Purine versus non-purine xanthine oxidase inhibitors against cyclophosphamide-induced cardiac and bone marrow toxicity in rats.

Abstract

Cancer is a fatal and serious disease. Cyclophosphamide (CYC) is a commonly used anticancer drug. Cardiotoxicity and myelotoxicity are life-threatening side effects of CYC treatment. We aimed to evaluate the effect of the xanthine oxidase (XO) inhibitors, allopurinol (ALL) and febuxostat (FEB), on CYC-induced cardio- and hematopoietic toxicity in rats. ALL (100 mg/kg/day) or FEB (10 mg/kg/day) were administered orally to rats in the presence and absence of CYC (200 mg/kg kg i.p. single dose) treatment. Serum creatine kinase-MB creatine kinase myocardial band (CK-MB) and lactate dehydrogenase (LDH) activities were estimated.

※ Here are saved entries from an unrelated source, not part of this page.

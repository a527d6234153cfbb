use serde::{Deserialize, Serialize};

use crate::catalog::MessageWording;

/// Mock API configuration
///
/// Serde-enabled so it can load from files, with builder methods for
/// in-code customization and sensible defaults.
#[derive(Debug, Clone, Serialize, Deserialize)]
pub struct MockApiConfig {
    /// Artificial delay before a response resolves (milliseconds)
    pub latency_ms: u64,

    /// Which wording the detection result messages use
    pub wording: MessageWording,
}

impl Default for MockApiConfig {
    fn default() -> Self {
        Self {
            latency_ms: super::defaults::DEFAULT_LATENCY_MS,
            wording: MessageWording::default(),
        }
    }
}

impl MockApiConfig {
    /// Create a new configuration with defaults
    pub fn new() -> Self {
        Self::default()
    }

    /// Builder method for the response latency
    pub fn with_latency_ms(mut self, latency_ms: u64) -> Self {
        self.latency_ms = latency_ms;
        self
    }

    /// Builder method for the result-message wording
    pub fn with_wording(mut self, wording: MessageWording) -> Self {
        self.wording = wording;
        self
    }
}

#[cfg(test)]
mod tests {
    use super::*;
    use crate::config::defaults;

    #[test]
    fn test_default_config() {
        let config = MockApiConfig::default();
        assert_eq!(config.latency_ms, defaults::DEFAULT_LATENCY_MS);
        assert_eq!(config.wording, MessageWording::Object);
    }

    #[test]
    fn test_builder_overrides() {
        let config = MockApiConfig::new()
            .with_latency_ms(50)
            .with_wording(MessageWording::Fire);

        assert_eq!(config.latency_ms, 50);
        assert_eq!(config.wording, MessageWording::Fire);
    }

    #[test]
    fn test_config_serialization_round_trip() {
        let config = MockApiConfig::new().with_wording(MessageWording::Fire);

        let json = serde_json::to_string(&config).unwrap();
        assert!(json.contains("\"wording\":\"fire\""));

        let parsed: MockApiConfig = serde_json::from_str(&json).unwrap();
        assert_eq!(parsed.latency_ms, config.latency_ms);
        assert_eq!(parsed.wording, config.wording);
    }
}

Complete blood counting (CBC), cardiac and bone marrow XO activity, malondialdehyde level, and superoxide dismutase activity were determined. Cardiac and bone marrow histopathological changes were also evaluated. ALL and FEB significantly decreased CK-MB and LDH induced by CYC. Disturbed levels of XO, oxidative stress parameters, and CBC were also corrected by both XO inhibitors tested, with amelioration of cardiac histopathological changes caused by CYC. Treatment with FEB, but not ALL, prior to CYC challenges normalized bone marrow histopathological changes. These results suggest that both XO inhibitors tested; ALL and FEB can ameliorate CYC-induced cardiotoxicity. However, only FEB can protect against CYC-induced myelotoxicity, whereas ALL, to the contrary, might aggravate it.